Contary to popular conception, the code did not consist of simply speaking in Navajo. The code talkers, together with U.S. military advisors, developed an alphabet code in which each letter of an English message was converted to an English word starting with that letter, and then the Navajo translation of that word would be transmitted. See the link at the end of the article to see the now-declassified codebook.

The Japanese never cracked the spoken code, and high military officers have stated that the United States would never have won the battle of Iwo Jima without the secrecy afforded by the code talkers.

Native American languages were chosen for several reasons. Most importantly, of course, Native Americans are easy to recruit inside the United States, while very few would be available to the German and Japanese forces. Almost as importantly, the languages chosen were purely oral languages, with no written form, making it much more difficult for non-speakers to deal with. In addition, non-native speakers would find it extremely difficult to hear accurately the complex phonology of these languages.
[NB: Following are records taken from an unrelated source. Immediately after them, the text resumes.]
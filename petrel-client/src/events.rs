//! Event fan-out to engine subscribers.

use tokio::sync::broadcast;

use petrel_types::EngineEvent;

/// Receiver half of the engine event stream.
pub type EventReceiver = broadcast::Receiver<EngineEvent>;

/// Broadcast fan-out for [`EngineEvent`]s.
///
/// Publishing never blocks and never fails: with no subscribers the
/// event is dropped, and a slow subscriber observes `Lagged` on its
/// receiver instead of back-pressuring the poll loop.
#[derive(Debug, Clone)]
pub struct EventBus {
    tx: broadcast::Sender<EngineEvent>,
}

impl EventBus {
    /// Create a bus with the given channel capacity.
    pub fn new(capacity: usize) -> Self {
        let (tx, _) = broadcast::channel(capacity);
        Self { tx }
    }

    /// Subscribe to events published after this call.
    pub fn subscribe(&self) -> EventReceiver {
        self.tx.subscribe()
    }

    /// Publish an event to all current subscribers.
    pub fn publish(&self, event: EngineEvent) {
        let _ = self.tx.send(event);
    }
}
//! Avatar reconciliation decision table.
//!
//! Three observed outcomes (remote matches, remote differs, remote
//! missing or unreadable) collapse into two actions: keep what the
//! network has, or upload the local bytes. Comparison is byte-exact,
//! length first.

/// What to do after comparing local avatar bytes against remote state.
#[derive(Debug, Clone, Copy, PartialEq, Eq)]
pub enum AvatarDecision {
    /// Remote bytes match the local ones; no network write.
    Keep,
    /// Remote differs, is missing, or could not be read; upload local bytes.
    Upload,
}

/// Decide between keeping the remote avatar and uploading the local one.
///
/// `remote` is `None` when there is no remote avatar or its bytes could
/// not be fetched or decoded; both are treated identically to a mismatch.
pub fn decide(local: &[u8], remote: Option<&[u8]>) -> AvatarDecision {
    match remote {
        Some(bytes) if bytes == local => AvatarDecision::Keep,
        _ => AvatarDecision::Upload,
    }
}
Finally, the additional layer of an alphabet code was intended to prevent casual interception by native speakers, in the event of their capture by the Japanese.

Ironically, the Navajo spoken code is not very complex by cryptographic standards of the time, and might have been broken if a native speaker and trained cryptographers worked together effectively. The Japanese had an opportunity to do so when they captured Joe Kieyoomia[?] in the Philippines in 1942. Kieyoomia, a Navajo Seargeant in the U.S. Army, was ordered to interpret the radio messages. They made no sense to him, and when he reported that he could not understand the messages, his captors tortured him, according to his own account. If instead his captors had brought skilled cryptographers to work with Kieyoomia, it is more than possible that they could have broken the code.

External link: [Navajo Code Talkers' Dictionary (http://www.history.navy.mil/faqs/faq61-4.htm)] This is a white man's attempt to write the language, e.g. "tkoh" should be "tó". Could some Diné transliterate it into proper spelling?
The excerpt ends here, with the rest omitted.